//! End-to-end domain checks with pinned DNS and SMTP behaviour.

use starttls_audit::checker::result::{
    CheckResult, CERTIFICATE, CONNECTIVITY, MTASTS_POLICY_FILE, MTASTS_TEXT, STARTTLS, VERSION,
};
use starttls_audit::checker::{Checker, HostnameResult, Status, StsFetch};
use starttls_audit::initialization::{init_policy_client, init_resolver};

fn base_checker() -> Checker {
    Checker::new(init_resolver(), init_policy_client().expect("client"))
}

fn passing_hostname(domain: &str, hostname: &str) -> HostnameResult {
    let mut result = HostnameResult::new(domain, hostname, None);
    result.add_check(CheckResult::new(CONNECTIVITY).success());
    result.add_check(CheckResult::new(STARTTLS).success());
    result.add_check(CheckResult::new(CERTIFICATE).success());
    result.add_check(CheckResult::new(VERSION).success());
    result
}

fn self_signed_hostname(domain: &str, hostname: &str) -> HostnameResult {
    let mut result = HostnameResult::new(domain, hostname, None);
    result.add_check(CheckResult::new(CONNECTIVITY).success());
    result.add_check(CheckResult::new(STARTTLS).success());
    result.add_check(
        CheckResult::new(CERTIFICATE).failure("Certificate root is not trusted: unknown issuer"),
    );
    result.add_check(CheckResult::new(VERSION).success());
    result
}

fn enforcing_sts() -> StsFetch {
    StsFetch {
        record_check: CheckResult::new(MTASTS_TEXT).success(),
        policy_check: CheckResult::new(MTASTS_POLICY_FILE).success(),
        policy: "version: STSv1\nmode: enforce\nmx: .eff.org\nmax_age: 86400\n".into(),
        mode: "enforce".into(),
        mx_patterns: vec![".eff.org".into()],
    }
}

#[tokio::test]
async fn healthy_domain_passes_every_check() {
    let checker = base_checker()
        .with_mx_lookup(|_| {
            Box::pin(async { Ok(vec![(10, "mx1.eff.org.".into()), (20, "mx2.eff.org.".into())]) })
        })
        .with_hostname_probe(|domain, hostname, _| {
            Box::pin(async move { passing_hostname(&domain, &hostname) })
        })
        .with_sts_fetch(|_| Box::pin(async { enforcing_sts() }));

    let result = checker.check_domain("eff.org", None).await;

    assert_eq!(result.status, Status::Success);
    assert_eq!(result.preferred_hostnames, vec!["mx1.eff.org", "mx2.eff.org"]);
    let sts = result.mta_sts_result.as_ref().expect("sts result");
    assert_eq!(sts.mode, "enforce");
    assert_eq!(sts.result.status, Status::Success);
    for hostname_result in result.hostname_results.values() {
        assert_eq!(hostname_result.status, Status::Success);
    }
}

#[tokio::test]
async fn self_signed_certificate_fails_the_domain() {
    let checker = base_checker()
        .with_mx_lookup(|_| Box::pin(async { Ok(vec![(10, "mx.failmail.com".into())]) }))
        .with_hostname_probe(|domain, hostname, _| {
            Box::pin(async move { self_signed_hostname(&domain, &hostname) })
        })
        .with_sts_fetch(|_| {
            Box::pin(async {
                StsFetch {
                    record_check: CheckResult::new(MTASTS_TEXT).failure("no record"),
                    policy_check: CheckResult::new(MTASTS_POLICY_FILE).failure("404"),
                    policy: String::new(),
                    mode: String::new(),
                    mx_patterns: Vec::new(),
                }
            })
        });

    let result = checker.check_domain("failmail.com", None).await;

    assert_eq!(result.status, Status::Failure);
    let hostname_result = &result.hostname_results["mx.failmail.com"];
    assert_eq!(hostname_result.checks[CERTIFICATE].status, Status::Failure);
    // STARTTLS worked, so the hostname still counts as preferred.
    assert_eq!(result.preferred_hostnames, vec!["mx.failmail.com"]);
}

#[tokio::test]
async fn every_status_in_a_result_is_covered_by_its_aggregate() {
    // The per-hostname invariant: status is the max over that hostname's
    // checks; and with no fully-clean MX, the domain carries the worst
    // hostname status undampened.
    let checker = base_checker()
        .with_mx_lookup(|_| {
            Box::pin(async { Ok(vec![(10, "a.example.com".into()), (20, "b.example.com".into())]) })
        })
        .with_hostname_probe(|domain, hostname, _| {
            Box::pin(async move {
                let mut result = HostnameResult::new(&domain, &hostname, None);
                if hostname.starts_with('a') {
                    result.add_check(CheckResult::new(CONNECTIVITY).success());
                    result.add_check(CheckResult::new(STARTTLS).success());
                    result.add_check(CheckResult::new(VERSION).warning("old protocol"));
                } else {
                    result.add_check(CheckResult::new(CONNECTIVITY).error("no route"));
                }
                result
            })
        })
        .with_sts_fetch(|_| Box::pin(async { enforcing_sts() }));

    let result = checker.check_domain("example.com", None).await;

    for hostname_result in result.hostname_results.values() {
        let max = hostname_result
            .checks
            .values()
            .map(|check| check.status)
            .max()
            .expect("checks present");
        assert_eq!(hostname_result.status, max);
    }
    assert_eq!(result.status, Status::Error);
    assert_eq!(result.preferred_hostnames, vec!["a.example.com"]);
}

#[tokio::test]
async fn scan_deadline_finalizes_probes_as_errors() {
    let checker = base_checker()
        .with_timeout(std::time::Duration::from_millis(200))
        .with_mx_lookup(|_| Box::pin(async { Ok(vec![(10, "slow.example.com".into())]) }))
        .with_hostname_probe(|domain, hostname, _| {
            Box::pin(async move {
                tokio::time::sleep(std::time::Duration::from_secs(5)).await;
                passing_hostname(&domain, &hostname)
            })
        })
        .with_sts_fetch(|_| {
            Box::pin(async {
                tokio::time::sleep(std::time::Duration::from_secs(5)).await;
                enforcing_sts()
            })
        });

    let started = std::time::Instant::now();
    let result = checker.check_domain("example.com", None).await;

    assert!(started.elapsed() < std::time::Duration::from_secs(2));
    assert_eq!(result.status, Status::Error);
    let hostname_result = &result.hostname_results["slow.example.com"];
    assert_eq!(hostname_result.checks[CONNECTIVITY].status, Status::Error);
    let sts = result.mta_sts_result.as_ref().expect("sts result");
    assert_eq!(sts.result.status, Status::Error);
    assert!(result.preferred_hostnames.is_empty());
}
━━━━━━━━━━━━━━━━
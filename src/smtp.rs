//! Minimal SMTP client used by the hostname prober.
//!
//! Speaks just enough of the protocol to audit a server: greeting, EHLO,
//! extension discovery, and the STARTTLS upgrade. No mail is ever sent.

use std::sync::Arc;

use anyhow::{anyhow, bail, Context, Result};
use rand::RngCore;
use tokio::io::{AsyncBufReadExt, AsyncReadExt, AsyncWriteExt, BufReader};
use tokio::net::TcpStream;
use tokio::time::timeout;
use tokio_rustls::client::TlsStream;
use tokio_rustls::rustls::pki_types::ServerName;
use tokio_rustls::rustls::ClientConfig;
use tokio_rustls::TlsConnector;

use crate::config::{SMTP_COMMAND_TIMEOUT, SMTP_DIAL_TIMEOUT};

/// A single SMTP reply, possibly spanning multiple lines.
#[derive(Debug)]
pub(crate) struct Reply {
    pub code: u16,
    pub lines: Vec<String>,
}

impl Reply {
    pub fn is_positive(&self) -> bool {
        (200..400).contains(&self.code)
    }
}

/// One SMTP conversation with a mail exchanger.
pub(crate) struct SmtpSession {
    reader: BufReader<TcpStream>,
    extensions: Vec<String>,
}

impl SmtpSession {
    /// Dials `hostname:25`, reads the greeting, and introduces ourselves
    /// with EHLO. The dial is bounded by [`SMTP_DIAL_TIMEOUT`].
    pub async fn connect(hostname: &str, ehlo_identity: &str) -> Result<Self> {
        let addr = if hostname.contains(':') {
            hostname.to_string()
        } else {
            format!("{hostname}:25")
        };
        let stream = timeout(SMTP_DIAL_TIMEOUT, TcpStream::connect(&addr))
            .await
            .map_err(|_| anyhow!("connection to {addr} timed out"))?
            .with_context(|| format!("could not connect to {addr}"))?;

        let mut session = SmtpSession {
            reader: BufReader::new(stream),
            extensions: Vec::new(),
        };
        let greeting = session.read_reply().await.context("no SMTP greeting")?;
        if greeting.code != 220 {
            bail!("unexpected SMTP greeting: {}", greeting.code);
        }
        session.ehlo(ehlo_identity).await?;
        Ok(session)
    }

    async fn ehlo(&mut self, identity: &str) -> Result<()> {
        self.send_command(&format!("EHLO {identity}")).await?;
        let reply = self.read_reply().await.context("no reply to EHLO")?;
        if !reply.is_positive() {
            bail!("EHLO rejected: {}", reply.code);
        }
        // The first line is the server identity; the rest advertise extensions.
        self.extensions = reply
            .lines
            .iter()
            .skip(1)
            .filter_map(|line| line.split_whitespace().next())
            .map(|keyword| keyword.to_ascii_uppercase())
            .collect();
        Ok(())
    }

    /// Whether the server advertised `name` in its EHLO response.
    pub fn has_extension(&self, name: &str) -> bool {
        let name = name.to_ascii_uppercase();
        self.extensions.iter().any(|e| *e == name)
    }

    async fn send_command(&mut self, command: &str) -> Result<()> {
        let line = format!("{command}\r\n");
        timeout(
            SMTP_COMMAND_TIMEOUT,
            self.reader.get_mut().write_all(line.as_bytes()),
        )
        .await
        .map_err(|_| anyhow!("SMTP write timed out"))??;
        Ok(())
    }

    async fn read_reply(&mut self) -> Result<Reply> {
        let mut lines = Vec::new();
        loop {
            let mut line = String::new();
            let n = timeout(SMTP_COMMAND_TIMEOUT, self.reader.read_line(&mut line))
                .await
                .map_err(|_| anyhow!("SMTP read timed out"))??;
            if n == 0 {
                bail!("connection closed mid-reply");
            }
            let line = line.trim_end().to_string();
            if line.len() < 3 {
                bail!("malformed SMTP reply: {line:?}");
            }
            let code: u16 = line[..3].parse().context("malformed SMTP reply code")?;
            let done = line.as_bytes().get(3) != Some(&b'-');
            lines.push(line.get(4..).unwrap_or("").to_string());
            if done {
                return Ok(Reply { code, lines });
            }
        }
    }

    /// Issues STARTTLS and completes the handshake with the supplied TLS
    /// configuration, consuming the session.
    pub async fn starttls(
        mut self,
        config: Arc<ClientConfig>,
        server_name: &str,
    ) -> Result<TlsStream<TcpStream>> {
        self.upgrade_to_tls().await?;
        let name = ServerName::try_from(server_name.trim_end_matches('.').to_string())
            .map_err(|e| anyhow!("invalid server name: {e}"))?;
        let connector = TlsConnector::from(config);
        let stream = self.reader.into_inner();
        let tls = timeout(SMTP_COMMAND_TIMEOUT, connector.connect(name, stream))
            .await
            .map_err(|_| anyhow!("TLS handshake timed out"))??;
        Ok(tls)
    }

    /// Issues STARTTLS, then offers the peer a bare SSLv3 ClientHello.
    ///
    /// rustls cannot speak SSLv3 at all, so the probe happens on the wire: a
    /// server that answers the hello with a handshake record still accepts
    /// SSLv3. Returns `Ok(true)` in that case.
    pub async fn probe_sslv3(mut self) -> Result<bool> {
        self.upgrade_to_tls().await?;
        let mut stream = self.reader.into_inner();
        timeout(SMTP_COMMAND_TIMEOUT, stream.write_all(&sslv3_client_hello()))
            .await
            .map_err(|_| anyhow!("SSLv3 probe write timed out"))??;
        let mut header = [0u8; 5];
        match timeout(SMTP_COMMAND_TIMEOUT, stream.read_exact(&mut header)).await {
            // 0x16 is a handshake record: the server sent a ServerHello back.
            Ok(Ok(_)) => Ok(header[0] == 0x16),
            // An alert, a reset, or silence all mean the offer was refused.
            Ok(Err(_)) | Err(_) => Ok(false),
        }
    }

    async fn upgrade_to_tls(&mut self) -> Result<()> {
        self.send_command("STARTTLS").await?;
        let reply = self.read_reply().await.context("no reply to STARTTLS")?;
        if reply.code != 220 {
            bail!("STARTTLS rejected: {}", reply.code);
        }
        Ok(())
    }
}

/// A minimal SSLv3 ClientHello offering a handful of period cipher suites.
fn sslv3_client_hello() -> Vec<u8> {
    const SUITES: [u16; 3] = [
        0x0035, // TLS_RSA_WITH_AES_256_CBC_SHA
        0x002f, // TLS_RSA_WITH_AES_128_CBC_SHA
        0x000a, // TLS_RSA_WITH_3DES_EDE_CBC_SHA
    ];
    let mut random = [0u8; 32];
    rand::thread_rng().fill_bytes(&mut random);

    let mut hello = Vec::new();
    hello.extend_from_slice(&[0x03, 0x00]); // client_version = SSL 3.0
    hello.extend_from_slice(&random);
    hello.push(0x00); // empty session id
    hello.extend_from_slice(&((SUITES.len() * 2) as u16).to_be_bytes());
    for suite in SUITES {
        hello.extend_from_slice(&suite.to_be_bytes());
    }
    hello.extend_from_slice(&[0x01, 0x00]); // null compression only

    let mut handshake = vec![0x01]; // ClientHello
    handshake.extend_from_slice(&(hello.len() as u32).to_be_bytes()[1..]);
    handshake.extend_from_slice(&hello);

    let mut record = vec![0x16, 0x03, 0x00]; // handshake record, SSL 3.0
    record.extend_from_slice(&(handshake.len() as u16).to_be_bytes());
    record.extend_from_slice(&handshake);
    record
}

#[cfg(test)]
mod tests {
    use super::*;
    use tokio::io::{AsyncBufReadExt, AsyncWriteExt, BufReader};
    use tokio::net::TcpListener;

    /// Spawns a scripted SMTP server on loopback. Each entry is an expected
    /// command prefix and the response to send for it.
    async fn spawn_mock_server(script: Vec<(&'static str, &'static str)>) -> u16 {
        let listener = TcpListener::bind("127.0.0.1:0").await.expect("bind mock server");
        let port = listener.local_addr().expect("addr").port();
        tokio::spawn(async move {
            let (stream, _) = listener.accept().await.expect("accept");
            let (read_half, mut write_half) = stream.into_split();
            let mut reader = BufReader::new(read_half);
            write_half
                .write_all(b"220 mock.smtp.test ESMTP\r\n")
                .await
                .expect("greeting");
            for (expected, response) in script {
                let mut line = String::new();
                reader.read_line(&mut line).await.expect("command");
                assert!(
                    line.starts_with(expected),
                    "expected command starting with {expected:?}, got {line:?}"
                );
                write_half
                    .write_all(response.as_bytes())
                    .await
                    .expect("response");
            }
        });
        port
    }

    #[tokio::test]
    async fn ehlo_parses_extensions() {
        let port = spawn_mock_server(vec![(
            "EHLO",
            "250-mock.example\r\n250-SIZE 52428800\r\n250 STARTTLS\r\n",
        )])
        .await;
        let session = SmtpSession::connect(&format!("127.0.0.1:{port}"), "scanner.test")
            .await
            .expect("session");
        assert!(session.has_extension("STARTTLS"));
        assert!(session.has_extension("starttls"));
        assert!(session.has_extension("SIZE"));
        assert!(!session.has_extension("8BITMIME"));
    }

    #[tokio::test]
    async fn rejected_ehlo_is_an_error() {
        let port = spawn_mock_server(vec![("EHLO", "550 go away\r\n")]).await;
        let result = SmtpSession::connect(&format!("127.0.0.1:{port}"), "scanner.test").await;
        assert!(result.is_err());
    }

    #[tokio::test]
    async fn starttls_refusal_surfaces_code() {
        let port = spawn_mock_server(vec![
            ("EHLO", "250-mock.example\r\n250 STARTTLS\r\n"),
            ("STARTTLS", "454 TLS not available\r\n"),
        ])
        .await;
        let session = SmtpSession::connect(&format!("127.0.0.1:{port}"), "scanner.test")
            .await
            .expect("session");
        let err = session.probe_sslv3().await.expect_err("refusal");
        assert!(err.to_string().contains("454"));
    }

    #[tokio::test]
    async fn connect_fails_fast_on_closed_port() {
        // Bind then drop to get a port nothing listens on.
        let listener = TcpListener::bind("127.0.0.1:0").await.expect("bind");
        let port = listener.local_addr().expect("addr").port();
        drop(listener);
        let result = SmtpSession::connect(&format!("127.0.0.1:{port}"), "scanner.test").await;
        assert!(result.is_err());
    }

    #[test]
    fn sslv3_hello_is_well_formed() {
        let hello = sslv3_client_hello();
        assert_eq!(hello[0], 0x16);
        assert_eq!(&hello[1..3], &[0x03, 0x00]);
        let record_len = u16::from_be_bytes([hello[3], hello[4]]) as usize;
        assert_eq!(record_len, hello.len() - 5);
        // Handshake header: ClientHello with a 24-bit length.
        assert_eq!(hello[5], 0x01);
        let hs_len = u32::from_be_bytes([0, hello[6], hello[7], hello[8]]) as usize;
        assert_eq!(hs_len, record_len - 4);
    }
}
━━━━━━━━━━━━━━━━
• **What you have to do**: A single number is required: the count of lines in the data that include the string "None".

• **Exercise result**: 7